WHAT THIS TASK INVOLVES
Wherever a line in the data holds the word "aggregate", pull that line out.

▶

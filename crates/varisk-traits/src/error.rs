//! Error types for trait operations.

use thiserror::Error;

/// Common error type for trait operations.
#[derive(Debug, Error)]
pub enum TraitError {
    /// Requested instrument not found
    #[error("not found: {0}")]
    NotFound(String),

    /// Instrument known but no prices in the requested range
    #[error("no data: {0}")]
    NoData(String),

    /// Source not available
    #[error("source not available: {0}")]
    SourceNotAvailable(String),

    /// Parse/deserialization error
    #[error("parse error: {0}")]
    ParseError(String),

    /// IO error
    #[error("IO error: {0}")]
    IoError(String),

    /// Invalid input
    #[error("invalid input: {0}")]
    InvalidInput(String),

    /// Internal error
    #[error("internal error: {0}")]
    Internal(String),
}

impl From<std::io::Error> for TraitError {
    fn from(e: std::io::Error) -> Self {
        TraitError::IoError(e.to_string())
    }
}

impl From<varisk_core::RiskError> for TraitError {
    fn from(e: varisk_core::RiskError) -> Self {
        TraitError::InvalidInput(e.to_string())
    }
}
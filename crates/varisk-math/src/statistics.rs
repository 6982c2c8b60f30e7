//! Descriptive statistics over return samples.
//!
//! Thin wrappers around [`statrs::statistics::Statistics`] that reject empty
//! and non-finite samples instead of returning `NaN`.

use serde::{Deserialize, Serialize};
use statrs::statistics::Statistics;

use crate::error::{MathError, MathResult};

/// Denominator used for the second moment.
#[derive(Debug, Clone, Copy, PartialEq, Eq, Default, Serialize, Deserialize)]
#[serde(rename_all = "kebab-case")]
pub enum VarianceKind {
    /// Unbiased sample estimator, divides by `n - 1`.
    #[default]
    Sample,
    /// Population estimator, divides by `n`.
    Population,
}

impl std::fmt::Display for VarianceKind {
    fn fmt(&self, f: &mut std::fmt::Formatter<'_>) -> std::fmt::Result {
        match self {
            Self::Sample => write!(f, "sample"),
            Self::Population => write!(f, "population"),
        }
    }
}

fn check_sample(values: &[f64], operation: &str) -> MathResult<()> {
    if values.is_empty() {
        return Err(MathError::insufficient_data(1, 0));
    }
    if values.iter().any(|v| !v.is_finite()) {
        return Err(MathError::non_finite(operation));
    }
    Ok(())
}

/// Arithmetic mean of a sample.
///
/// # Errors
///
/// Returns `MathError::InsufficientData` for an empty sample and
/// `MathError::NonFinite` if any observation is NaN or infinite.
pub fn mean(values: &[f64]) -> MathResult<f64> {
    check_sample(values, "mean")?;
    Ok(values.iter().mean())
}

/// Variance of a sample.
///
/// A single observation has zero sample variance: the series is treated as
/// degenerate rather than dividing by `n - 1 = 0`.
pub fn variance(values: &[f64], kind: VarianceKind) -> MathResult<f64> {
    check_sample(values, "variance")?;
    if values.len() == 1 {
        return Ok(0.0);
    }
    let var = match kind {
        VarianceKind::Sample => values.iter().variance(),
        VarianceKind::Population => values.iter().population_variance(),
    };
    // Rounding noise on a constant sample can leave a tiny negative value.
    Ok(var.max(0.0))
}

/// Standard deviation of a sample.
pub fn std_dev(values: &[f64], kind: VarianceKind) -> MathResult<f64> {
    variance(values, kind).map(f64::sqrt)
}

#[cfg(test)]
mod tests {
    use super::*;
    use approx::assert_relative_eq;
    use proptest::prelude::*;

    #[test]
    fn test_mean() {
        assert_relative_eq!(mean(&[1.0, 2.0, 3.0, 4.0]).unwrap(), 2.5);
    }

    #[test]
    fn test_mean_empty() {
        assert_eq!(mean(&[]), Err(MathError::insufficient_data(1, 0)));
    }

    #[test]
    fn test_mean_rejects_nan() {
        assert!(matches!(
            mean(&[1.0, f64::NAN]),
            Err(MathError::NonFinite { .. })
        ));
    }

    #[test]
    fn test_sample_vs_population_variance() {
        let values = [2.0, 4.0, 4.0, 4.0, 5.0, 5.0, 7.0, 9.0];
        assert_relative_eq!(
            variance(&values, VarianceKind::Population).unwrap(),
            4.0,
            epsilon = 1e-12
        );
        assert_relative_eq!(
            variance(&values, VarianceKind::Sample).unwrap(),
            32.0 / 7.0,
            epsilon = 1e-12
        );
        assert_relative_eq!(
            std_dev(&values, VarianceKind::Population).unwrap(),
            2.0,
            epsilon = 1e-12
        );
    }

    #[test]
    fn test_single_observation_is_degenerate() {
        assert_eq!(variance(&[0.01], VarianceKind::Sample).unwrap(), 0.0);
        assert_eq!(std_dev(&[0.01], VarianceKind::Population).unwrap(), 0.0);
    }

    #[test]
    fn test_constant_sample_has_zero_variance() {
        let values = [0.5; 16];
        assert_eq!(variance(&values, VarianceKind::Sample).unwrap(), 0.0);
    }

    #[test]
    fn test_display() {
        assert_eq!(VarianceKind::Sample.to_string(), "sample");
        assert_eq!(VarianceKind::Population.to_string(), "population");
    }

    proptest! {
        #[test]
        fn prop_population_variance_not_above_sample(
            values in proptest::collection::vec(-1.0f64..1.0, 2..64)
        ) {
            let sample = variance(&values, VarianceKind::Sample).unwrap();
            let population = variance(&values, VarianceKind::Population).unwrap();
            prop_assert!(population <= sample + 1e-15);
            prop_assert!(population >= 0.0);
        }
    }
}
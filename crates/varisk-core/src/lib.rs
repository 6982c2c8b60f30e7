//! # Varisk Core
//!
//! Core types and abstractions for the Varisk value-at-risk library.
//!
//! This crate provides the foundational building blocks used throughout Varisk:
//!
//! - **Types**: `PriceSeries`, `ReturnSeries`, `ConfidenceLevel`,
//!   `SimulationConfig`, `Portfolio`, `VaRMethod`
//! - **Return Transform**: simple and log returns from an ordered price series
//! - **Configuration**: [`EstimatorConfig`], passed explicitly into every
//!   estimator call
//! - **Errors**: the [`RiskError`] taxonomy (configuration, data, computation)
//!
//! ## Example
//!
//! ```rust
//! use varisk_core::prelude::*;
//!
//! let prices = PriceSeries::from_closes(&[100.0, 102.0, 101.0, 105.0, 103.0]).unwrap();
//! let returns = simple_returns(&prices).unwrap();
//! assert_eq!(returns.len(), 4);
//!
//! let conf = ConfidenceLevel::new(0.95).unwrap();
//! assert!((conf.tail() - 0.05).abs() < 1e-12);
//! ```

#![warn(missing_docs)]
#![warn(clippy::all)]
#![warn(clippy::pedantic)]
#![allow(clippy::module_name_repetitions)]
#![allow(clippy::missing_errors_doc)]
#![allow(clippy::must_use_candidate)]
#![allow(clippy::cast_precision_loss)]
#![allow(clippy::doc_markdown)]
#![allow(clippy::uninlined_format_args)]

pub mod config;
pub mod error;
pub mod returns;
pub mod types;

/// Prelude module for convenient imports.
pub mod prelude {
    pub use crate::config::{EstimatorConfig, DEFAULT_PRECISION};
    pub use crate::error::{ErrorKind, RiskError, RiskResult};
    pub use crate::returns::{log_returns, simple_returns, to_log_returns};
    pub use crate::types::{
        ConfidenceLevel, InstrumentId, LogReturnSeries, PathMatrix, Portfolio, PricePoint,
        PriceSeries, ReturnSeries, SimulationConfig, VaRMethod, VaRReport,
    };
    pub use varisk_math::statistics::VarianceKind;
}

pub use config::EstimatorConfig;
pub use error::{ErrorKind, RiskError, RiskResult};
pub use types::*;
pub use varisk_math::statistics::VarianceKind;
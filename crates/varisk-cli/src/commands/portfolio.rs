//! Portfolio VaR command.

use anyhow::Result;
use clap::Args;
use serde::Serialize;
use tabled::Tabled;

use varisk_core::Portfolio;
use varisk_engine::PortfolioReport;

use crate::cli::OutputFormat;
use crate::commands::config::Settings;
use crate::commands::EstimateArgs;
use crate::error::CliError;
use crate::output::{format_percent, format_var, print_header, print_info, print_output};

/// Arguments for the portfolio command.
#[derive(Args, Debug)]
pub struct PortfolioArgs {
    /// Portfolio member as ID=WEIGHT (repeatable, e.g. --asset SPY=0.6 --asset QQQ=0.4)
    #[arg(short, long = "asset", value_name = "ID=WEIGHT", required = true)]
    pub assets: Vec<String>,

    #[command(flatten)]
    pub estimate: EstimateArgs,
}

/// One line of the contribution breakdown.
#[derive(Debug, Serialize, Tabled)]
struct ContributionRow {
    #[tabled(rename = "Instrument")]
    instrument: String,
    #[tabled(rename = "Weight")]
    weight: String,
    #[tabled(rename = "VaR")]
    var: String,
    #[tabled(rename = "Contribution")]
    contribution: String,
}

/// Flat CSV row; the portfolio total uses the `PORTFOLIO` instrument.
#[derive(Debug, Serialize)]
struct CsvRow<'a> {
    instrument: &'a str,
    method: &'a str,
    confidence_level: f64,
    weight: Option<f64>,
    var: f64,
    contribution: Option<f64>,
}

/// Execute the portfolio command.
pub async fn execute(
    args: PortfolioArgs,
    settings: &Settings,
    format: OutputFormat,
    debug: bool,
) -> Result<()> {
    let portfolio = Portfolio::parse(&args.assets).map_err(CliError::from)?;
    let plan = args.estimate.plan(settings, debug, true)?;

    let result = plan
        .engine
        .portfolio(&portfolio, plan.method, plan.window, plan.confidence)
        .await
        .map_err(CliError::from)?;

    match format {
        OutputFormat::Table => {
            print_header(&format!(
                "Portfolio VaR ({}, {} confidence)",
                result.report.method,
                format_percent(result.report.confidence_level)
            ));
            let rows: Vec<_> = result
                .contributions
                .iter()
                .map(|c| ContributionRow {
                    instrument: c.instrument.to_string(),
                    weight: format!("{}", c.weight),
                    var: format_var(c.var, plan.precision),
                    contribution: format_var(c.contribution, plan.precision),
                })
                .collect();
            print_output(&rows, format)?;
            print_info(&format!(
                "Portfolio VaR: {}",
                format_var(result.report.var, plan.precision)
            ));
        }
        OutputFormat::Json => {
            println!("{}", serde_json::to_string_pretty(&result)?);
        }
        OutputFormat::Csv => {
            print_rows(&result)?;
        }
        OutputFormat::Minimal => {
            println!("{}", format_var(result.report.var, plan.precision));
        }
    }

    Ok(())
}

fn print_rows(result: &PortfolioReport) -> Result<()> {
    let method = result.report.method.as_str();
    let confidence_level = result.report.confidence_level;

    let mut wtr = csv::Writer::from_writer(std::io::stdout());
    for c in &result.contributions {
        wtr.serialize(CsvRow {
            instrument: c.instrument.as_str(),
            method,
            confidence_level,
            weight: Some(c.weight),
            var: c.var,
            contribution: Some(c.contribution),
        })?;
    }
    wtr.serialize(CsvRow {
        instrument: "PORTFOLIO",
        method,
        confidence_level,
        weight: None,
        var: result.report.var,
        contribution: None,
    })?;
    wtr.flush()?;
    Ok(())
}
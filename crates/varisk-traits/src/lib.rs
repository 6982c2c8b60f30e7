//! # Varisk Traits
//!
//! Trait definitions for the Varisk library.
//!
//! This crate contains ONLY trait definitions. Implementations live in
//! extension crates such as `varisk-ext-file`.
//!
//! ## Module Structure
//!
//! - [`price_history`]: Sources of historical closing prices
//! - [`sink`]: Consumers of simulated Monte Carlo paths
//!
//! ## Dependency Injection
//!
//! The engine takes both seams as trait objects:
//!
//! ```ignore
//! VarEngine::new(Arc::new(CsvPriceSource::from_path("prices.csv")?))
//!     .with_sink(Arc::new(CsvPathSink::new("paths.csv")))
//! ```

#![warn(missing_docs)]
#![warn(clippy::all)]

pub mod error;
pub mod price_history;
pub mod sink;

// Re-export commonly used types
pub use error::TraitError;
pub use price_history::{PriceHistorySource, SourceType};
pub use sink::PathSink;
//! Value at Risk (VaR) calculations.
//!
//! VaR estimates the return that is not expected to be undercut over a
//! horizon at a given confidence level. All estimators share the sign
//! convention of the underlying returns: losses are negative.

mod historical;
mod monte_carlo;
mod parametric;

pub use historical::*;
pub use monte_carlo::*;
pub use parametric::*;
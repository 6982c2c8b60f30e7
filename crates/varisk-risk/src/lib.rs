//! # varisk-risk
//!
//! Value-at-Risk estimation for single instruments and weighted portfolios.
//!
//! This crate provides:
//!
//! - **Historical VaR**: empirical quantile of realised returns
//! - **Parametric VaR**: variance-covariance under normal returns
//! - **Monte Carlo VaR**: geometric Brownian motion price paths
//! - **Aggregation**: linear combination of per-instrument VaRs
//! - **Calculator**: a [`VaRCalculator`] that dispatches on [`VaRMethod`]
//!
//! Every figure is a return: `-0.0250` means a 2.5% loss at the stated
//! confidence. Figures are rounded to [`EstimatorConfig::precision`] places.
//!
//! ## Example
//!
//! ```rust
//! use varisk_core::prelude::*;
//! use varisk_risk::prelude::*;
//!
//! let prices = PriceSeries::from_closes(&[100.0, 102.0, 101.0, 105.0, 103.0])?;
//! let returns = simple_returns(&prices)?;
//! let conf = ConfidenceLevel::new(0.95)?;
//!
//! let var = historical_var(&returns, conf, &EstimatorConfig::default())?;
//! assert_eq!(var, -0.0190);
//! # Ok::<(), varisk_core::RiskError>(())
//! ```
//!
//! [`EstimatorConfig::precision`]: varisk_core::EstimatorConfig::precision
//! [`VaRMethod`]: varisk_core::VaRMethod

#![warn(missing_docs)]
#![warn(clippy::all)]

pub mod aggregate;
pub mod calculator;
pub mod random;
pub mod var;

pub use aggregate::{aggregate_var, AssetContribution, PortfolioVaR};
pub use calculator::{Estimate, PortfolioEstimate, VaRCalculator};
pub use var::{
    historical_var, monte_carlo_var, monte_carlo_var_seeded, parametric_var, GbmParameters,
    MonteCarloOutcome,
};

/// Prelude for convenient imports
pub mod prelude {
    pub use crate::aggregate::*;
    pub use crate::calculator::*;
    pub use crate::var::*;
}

◀

FINISHED EXERCISE
pub mod aggregate;
pub use aggregate::{aggregate_var, AssetContribution, PortfolioVaR};
    pub use crate::aggregate::*;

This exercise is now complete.